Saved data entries
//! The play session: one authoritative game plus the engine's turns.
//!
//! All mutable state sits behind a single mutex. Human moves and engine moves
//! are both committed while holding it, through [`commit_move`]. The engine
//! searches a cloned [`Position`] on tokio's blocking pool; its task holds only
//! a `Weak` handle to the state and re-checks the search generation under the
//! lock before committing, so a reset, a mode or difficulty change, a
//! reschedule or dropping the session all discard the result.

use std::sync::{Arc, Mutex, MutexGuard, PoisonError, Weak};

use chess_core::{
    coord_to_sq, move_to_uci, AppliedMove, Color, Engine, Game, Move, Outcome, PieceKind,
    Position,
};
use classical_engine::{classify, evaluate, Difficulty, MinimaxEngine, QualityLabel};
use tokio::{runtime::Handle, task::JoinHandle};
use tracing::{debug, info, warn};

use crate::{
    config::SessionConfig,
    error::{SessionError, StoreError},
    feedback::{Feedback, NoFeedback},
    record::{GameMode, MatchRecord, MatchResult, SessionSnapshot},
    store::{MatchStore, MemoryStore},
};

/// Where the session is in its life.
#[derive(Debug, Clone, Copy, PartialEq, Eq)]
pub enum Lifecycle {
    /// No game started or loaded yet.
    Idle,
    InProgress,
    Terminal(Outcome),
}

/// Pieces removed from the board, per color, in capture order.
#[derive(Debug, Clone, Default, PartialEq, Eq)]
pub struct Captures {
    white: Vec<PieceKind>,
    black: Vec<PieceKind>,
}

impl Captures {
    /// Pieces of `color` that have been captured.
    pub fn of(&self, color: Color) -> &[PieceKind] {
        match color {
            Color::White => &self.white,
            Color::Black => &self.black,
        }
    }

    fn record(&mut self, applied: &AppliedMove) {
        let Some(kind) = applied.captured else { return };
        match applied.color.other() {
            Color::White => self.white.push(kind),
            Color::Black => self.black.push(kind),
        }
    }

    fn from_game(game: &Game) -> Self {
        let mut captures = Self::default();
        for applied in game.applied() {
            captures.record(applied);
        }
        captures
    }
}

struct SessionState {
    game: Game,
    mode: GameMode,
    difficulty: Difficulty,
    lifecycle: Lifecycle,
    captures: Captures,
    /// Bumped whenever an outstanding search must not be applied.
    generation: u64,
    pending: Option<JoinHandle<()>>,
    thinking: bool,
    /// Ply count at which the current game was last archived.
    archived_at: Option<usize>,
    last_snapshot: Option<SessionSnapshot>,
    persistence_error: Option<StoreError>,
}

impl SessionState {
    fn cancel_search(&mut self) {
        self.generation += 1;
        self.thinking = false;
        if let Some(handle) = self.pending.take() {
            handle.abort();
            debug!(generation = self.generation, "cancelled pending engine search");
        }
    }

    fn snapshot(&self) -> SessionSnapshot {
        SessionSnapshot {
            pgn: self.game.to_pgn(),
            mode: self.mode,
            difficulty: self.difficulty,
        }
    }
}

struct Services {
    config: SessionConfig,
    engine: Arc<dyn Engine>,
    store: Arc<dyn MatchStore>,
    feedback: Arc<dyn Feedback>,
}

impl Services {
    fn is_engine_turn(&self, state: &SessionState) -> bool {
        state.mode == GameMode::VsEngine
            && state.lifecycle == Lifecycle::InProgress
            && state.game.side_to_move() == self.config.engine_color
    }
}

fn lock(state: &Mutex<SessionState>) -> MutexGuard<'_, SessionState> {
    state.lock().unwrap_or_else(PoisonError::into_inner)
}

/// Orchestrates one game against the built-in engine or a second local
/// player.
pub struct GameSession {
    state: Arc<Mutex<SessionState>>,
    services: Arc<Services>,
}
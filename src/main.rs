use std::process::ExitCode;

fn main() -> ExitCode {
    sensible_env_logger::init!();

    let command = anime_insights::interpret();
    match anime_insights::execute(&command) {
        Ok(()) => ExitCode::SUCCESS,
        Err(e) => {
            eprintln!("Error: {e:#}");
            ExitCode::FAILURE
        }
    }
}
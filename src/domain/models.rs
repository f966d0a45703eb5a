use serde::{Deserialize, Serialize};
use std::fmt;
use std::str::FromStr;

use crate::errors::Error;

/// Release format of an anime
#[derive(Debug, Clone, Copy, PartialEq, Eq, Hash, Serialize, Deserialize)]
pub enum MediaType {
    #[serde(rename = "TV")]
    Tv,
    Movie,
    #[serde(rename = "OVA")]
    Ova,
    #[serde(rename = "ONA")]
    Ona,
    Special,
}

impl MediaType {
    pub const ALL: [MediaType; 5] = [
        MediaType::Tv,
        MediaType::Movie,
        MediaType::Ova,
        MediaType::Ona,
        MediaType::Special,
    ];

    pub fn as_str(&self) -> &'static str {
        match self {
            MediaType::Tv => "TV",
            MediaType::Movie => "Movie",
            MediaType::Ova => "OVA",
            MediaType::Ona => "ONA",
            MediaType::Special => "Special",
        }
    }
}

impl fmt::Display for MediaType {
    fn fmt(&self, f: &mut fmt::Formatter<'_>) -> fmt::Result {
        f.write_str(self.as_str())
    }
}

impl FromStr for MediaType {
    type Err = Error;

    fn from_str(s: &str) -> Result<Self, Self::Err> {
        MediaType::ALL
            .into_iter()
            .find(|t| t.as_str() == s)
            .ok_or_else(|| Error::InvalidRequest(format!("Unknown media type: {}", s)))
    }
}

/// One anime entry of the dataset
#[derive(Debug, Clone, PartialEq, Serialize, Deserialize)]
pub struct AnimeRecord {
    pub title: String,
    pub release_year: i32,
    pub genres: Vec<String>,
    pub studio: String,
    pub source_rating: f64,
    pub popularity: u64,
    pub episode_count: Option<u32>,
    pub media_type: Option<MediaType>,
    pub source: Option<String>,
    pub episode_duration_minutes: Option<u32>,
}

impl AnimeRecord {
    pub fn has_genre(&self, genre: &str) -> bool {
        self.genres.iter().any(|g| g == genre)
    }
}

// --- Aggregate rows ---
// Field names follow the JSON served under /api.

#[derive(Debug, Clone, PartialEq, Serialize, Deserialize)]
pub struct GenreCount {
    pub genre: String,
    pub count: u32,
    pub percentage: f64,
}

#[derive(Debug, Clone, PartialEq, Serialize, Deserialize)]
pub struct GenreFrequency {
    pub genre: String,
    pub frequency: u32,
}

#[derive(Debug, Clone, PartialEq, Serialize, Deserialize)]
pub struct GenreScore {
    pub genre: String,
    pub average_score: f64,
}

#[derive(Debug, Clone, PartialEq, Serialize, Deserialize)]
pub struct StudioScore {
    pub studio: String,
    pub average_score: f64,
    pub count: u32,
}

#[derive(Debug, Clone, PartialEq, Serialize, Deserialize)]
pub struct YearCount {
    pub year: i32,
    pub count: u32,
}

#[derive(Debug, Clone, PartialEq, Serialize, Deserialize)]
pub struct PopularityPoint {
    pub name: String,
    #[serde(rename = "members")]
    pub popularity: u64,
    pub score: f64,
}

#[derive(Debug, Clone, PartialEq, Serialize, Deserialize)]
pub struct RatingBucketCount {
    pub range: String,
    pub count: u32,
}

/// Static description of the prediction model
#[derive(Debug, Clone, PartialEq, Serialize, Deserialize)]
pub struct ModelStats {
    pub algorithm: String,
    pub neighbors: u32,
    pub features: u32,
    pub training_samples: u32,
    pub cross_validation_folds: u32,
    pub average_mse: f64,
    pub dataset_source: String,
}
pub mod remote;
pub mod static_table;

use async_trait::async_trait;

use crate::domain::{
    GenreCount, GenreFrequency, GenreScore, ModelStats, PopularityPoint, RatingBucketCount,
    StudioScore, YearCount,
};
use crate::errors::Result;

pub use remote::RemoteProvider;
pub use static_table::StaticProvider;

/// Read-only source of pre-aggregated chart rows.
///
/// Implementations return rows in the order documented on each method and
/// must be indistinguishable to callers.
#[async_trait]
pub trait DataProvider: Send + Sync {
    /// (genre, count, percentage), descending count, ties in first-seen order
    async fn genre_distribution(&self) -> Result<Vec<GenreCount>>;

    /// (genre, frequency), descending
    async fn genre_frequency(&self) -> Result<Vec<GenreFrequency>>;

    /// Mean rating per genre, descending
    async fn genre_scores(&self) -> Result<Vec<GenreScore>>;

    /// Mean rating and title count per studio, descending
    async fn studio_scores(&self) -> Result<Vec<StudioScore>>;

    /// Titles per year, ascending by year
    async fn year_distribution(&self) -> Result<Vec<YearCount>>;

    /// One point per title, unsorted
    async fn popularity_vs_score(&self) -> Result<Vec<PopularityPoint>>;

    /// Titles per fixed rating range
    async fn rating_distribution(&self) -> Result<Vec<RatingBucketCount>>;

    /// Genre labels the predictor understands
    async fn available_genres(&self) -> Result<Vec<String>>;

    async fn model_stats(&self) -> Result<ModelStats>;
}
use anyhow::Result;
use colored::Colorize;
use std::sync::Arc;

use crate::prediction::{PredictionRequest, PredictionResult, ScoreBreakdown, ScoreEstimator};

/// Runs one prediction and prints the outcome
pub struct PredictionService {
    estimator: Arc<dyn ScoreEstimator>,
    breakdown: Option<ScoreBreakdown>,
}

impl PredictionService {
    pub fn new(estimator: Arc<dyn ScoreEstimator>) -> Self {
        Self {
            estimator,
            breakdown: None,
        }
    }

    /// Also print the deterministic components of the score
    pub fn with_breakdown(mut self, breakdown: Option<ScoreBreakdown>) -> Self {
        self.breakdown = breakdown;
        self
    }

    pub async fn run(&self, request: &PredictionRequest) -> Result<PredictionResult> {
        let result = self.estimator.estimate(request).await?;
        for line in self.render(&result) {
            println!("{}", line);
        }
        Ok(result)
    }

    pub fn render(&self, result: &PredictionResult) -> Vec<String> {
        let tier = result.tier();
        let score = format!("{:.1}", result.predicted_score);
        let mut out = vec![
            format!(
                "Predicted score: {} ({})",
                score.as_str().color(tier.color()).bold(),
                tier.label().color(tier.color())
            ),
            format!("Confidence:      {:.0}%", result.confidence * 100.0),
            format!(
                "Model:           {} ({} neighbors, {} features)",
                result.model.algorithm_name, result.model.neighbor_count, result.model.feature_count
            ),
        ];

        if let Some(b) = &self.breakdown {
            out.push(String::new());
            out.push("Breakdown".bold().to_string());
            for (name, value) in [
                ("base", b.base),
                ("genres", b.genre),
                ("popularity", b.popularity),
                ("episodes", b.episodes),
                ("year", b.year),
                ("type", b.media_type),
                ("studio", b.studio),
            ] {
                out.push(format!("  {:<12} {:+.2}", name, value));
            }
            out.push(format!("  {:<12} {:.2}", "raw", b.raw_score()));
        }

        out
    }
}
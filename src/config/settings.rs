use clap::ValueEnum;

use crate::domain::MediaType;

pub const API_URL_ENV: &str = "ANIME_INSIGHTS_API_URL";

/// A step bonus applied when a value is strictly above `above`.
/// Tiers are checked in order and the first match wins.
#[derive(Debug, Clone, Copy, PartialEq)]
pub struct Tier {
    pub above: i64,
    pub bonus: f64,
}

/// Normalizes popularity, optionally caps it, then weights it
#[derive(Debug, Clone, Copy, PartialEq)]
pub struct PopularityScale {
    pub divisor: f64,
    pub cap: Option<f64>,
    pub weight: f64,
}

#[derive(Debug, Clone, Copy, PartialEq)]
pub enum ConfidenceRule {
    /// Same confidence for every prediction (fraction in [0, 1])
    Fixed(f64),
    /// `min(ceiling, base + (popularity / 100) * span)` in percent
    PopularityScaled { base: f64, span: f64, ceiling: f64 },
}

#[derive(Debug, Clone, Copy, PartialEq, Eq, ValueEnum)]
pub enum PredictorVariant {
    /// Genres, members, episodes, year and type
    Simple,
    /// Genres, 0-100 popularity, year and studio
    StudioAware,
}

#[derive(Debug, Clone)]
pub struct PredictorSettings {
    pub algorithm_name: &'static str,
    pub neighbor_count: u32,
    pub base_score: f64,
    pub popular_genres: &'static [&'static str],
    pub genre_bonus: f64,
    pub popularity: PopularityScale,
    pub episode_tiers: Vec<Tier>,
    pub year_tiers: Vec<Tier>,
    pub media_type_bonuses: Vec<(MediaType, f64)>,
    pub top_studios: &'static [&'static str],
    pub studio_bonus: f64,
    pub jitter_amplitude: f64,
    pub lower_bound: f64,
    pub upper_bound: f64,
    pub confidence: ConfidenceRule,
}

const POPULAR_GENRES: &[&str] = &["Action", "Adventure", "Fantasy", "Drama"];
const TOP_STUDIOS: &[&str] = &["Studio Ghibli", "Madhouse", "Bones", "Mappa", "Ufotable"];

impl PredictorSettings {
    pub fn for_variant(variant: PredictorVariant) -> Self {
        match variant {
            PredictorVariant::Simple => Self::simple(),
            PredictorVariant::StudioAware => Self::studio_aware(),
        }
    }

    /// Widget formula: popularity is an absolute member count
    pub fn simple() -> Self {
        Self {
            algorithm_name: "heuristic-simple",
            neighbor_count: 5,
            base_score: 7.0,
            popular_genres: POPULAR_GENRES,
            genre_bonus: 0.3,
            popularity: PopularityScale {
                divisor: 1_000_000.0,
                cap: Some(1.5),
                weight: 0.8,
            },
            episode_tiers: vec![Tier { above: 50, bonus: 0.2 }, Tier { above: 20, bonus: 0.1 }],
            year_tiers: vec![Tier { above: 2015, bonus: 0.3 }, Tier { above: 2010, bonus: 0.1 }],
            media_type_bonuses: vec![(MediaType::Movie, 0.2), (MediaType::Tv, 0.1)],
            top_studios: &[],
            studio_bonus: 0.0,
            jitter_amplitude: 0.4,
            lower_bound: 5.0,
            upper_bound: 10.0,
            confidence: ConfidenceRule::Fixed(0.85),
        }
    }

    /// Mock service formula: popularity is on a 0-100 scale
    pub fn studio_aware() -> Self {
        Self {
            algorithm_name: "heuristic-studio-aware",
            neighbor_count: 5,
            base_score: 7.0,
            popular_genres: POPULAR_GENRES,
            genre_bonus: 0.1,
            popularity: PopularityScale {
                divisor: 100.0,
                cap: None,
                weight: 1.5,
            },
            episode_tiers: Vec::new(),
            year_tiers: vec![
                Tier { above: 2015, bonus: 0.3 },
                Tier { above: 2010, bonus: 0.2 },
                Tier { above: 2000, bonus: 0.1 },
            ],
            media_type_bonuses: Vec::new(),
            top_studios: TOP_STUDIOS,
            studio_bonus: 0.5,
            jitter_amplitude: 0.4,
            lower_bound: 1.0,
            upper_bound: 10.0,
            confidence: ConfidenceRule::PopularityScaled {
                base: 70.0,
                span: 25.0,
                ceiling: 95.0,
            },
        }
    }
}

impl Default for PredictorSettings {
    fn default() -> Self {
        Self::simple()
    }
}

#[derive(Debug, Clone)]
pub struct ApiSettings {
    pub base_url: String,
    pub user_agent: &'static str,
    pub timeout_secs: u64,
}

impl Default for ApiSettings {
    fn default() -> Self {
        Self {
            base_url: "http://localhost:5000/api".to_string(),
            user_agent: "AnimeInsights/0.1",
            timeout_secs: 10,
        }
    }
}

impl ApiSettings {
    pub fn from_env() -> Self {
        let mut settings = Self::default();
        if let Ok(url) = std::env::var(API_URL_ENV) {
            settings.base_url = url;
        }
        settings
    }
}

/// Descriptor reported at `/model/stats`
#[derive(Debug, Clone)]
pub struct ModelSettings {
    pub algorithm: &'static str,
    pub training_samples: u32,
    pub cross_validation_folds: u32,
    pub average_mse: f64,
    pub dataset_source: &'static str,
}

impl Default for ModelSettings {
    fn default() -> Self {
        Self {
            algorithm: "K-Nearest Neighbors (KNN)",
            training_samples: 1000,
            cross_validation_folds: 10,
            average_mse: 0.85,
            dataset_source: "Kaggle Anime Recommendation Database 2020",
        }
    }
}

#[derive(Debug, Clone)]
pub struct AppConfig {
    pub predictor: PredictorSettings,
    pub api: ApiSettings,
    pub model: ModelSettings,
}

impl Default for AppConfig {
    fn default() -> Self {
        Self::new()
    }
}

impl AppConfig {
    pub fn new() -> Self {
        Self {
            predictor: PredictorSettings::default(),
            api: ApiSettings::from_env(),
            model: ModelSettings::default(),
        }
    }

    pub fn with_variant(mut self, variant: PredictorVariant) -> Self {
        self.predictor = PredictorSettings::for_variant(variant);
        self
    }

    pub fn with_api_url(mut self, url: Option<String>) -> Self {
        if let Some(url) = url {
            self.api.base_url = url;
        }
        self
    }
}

Exercise instructions
With "crate" as the string to look for, count the matching lines in the entries above and report only the number.

Solved exercise
6